Acording to the ‘Batle of Magh Rath’, the day is divided into twenty-four hours, as is ours, but it is also divded into four quarters of six hours apiece. It gets much more complex from there. Each hour is then divided into four points (15 modern minutes) and each point is divided then into five periods that are subsequently divided into different units: 2 minutes (each = 6 modern minutes), 3 parts (each = 4 modern minutes) and five brathas (144 seconds each or 2.4 minutes). Each bratha is then comprised of one and a half ostents (96 modern seconds), but that then implies that there are 37.5 ostents in one hour. If that seems really bizarre, just remember that there are then 75 ostents in 2 hours and so on up to an even 1200 in one day.

That the five dominant periods are given no name possibly suggests that the commonly understood division of the hour was into five sections and that such did not need mention – or that it was a secret. The information in the text is given below. You have to work through the calculations to figure out that the five-fold division is the basic organizing structure.

376 atoms = ostent
1 ½ ostent = 1 bratha
1 2/3 bratha = pars
1 ½ part = minute
2 ½ minutes = point
4 points = hour
6 hours = quarter

The figure should be read as follows: The outermost ring is divided into quarters. The blue ring indicates gaelic minutes, while the green ring indicates parts. The lighter, variegated ring removed once from the middle are brathas while the innermost, brown ring represents ostent s- the half-ostent being marked with red.

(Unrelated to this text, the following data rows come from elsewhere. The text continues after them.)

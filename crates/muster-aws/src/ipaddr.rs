//! Elastic IP management.
//!
//! Addresses are stored as the signed offset of their u32 value from
//! `2^31`, the encoding the rest of the inventory understands. A static
//! table of EC2 public ranges (plus the internal 10/8 block) gates which
//! addresses the manager will accept.

use crate::api::Ec2Api;
use crate::connection::ConnectionManager;
use crate::error::{AwsError, Result};
use muster_inventory::Inventory;
use std::collections::{BTreeMap, BTreeSet};
use std::net::Ipv4Addr;
use std::sync::Arc;

pub const IP_BASE: i64 = 2_147_483_648;

pub fn encode_ip(ip: Ipv4Addr) -> i64 {
    i64::from(u32::from(ip)) - IP_BASE
}

pub fn decode_ip(encoded: i64) -> Ipv4Addr {
    Ipv4Addr::from((encoded + IP_BASE) as u32)
}

/// Published EC2 public ranges per region, plus the internal block.
const EC2_IP_RANGES: &[(&str, &[&str])] = &[
    (
        "ap-northeast-1",
        &[
            "103.4.8.0/21",
            "175.41.192.0/18",
            "176.32.64.0/19",
            "176.34.0.0/18",
            "46.51.224.0/19",
            "54.248.0.0/15",
        ],
    ),
    (
        "ap-southeast-1",
        &[
            "122.248.192.0/18",
            "175.41.128.0/18",
            "46.137.192.0/18",
            "46.51.216.0/21",
            "54.251.0.0/16",
        ],
    ),
    (
        "eu-west-1",
        &[
            "176.34.128.0/17",
            "176.34.64.0/18",
            "46.137.0.0/17",
            "46.137.128.0/18",
            "46.51.128.0/18",
            "46.51.192.0/20",
            "54.246.0.0/16",
            "54.247.0.0/16",
            "79.125.0.0/17",
        ],
    ),
    ("sa-east-1", &["177.71.128.0/17", "54.232.0.0/16"]),
    (
        "us-east-1",
        &[
            "107.20.0.0/14",
            "174.129.0.0/16",
            "184.72.128.0/17",
            "184.72.64.0/18",
            "184.73.0.0/16",
            "204.236.192.0/18",
            "23.20.0.0/14",
            "50.16.0.0/15",
            "50.19.0.0/16",
            "54.234.0.0/15",
            "54.236.0.0/15",
            "54.242.0.0/15",
            "67.202.0.0/18",
            "72.44.32.0/19",
            "75.101.128.0/17",
        ],
    ),
    (
        "us-west-1",
        &[
            "184.169.128.0/17",
            "184.72.0.0/18",
            "204.236.128.0/18",
            "50.18.0.0/16",
            "54.241.0.0/16",
        ],
    ),
    ("us-west-2", &["50.112.0.0/16", "54.245.0.0/16"]),
    ("internal", &["10.0.0.0/8"]),
];

fn cidr_contains(cidr: &str, ip: u32) -> bool {
    let Some((base, prefix)) = cidr.split_once('/') else {
        return false;
    };
    let Ok(base) = base.parse::<Ipv4Addr>() else {
        return false;
    };
    let Ok(prefix) = prefix.parse::<u32>() else {
        return false;
    };
    if prefix > 32 {
        return false;
    }
    let mask = if prefix == 0 {
        0
    } else {
        u32::MAX << (32 - prefix)
    };
    (ip & mask) == (u32::from(base) & mask)
}

/// Region whose published range contains this address, if any.
pub fn managed_region(ip: Ipv4Addr) -> Option<&'static str> {
    let raw = u32::from(ip);
    EC2_IP_RANGES
        .iter()
        .find(|(_, ranges)| ranges.iter().any(|cidr| cidr_contains(cidr, raw)))
        .map(|(region, _)| *region)
}

/// Check that an address is inside a managed range and encode it.
pub fn ensure_managed(ip: Ipv4Addr) -> Result<i64> {
    if managed_region(ip).is_none() {
        return Err(AwsError::UnmanagedIp(ip.to_string()));
    }
    Ok(encode_ip(ip))
}

/// Refresh the record's encoded private/public addresses from the live
/// instance.
pub async fn update_metadata(
    conn: &ConnectionManager,
    inventory: &mut Inventory,
    entity: &str,
) -> Result<()> {
    let rec = inventory.instance(entity)?;
    let instance_id = rec
        .instance_id
        .clone()
        .ok_or_else(|| AwsError::NoInstance(entity.to_string()))?;
    let region = conn.region_of(rec);
    let live = conn
        .api()
        .get_instance(&region, &instance_id)
        .await?
        .ok_or_else(|| AwsError::NoInstance(entity.to_string()))?;

    let private = match &live.private_ip {
        Some(ip) => Some(encode_ip(
            ip.parse()
                .map_err(|_| AwsError::InvalidIp(ip.clone()))?,
        )),
        None => None,
    };
    let public = match &live.public_ip {
        Some(ip) => Some(encode_ip(
            ip.parse()
                .map_err(|_| AwsError::InvalidIp(ip.clone()))?,
        )),
        None => None,
    };

    let rec = inventory.instance_mut(entity)?;
    rec.private_ip = private;
    rec.public_ip = public;
    Ok(())
}

pub fn clear_metadata(inventory: &mut Inventory, entity: &str) -> Result<()> {
    let rec = inventory.instance_mut(entity)?;
    rec.private_ip = None;
    rec.public_ip = None;
    Ok(())
}

/// Tracks elastic IP reservations on a manager entity and hands addresses
/// to running instances.
pub struct IpManager {
    name: String,
    api: Arc<dyn Ec2Api>,
}

impl IpManager {
    pub fn new(name: impl Into<String>, api: Arc<dyn Ec2Api>) -> Self {
        Self {
            name: name.into(),
            api,
        }
    }

    pub fn name(&self) -> &str {
        &self.name
    }

    /// Record a previously allocated address, or allocate a fresh one from
    /// the cloud when none is given.
    pub async fn reserve_ip(
        &self,
        inventory: &mut Inventory,
        region: &str,
        ip: Option<Ipv4Addr>,
    ) -> Result<Ipv4Addr> {
        let encoded = match ip {
            Some(ip) => ensure_managed(ip)?,
            None => {
                let addr = self.api.allocate_address(region).await?;
                let parsed: Ipv4Addr = addr
                    .public_ip
                    .parse()
                    .map_err(|_| AwsError::InvalidIp(addr.public_ip.clone()))?;
                tracing::info!(region, ip = %parsed, "allocated elastic IP");
                encode_ip(parsed)
            }
        };
        inventory
            .manager_mut(&self.name)?
            .reserved_ips
            .insert((region.to_string(), encoded));
        Ok(decode_ip(encoded))
    }

    /// Reserved addresses grouped by region.
    pub fn reserved_ips(&self, inventory: &Inventory) -> Result<BTreeMap<String, Vec<Ipv4Addr>>> {
        let rec = inventory.manager(&self.name)?;
        let mut grouped: BTreeMap<String, Vec<Ipv4Addr>> = BTreeMap::new();
        for (region, encoded) in &rec.reserved_ips {
            grouped
                .entry(region.clone())
                .or_default()
                .push(decode_ip(*encoded));
        }
        Ok(grouped)
    }

    /// Reconcile local reservations against the cloud's live allocated
    /// address list: stale local records are removed, live addresses
    /// missing locally are added, and the intersection is untouched. All
    /// store writes happen inside one transaction.
    pub async fn update_reserved_ips(&self, inventory: &mut Inventory) -> Result<()> {
        let mut live: BTreeSet<(String, i64)> = BTreeSet::new();
        for region in self.api.list_regions().await? {
            for addr in self.api.list_addresses(&region.name).await? {
                let parsed: Ipv4Addr = addr
                    .public_ip
                    .parse()
                    .map_err(|_| AwsError::InvalidIp(addr.public_ip.clone()))?;
                live.insert((region.name.clone(), encode_ip(parsed)));
            }
        }

        inventory.transaction(|inventory| {
            let rec = inventory.manager_mut(&self.name)?;
            let local = rec.reserved_ips.clone();
            for stale in local.difference(&live) {
                tracing::debug!(region = %stale.0, ip = %decode_ip(stale.1), "dropping stale reservation");
                rec.reserved_ips.remove(stale);
            }
            for missing in live.difference(&local) {
                tracing::debug!(region = %missing.0, ip = %decode_ip(missing.1), "adding live reservation");
                rec.reserved_ips.insert(missing.clone());
            }
            Ok(())
        })
    }

    /// Associate the first unused reservation in the instance's region
    /// with a running instance and refresh its IP metadata.
    pub async fn allocate_to_instance(
        &self,
        inventory: &mut Inventory,
        conn: &ConnectionManager,
        entity: &str,
    ) -> Result<Ipv4Addr> {
        let state = conn.instance_state(inventory, entity).await?;
        if state != "running" {
            return Err(AwsError::NotRunning(entity.to_string()));
        }

        let rec = inventory.instance(entity)?.clone();
        let instance_id = rec
            .instance_id
            .clone()
            .ok_or_else(|| AwsError::NoInstance(entity.to_string()))?;
        let region = conn.region_of(&rec);

        let in_use: BTreeSet<i64> = inventory
            .of_kind(muster_inventory::EntityKind::Instance)
            .filter_map(|e| match &e.record {
                muster_inventory::Record::Instance(r) => r.public_ip,
                _ => None,
            })
            .collect();

        let manager = inventory.manager(&self.name)?;
        let candidate = manager
            .reserved_ips
            .iter()
            .find(|(r, encoded)| r == &region && !in_use.contains(encoded))
            .map(|(_, encoded)| *encoded)
            .ok_or_else(|| AwsError::NoAvailableIp(region.clone()))?;

        let ip = decode_ip(candidate);
        self.api
            .associate_address(&region, &instance_id, &ip.to_string())
            .await?;
        tracing::info!(entity, %ip, "associated elastic IP");

        update_metadata(conn, inventory, entity).await?;
        Ok(ip)
    }
}
//! Inventory error types

use crate::entity::EntityKind;
use thiserror::Error;

#[derive(Error, Debug)]
pub enum InventoryError {
    #[error("Entity not found: {0}")]
    NotFound(String),

    #[error("Entity {name} is a {found}, expected a {expected}")]
    KindMismatch {
        name: String,
        expected: EntityKind,
        found: EntityKind,
    },

    #[error("Cannot insert {0} into itself")]
    SelfContainment(String),

    #[error("Inventory file error: {0}")]
    StateError(String),

    #[error("IO error: {0}")]
    Io(#[from] std::io::Error),

    #[error("JSON error: {0}")]
    Json(#[from] serde_json::Error),
}

pub type Result<T> = std::result::Result<T, InventoryError>;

2 responses to “Medieval Gaelic Clock

    • Well, the only ‘fail’ involved is that the paper was never finished. I got distracted and moved on to other matters. Oh, perhaps you meant “I lack the mental wherewithal to respond to your post in any more intelligent way than to simply write a monosyllabic manifestation of my total and utter disdain for anything that might challenge my narrow outlook on the grand panoply of existence, and thereby I can really only offer a reflexive evaluation of my own cognitive capacity.” If so, we are in absolute agreement.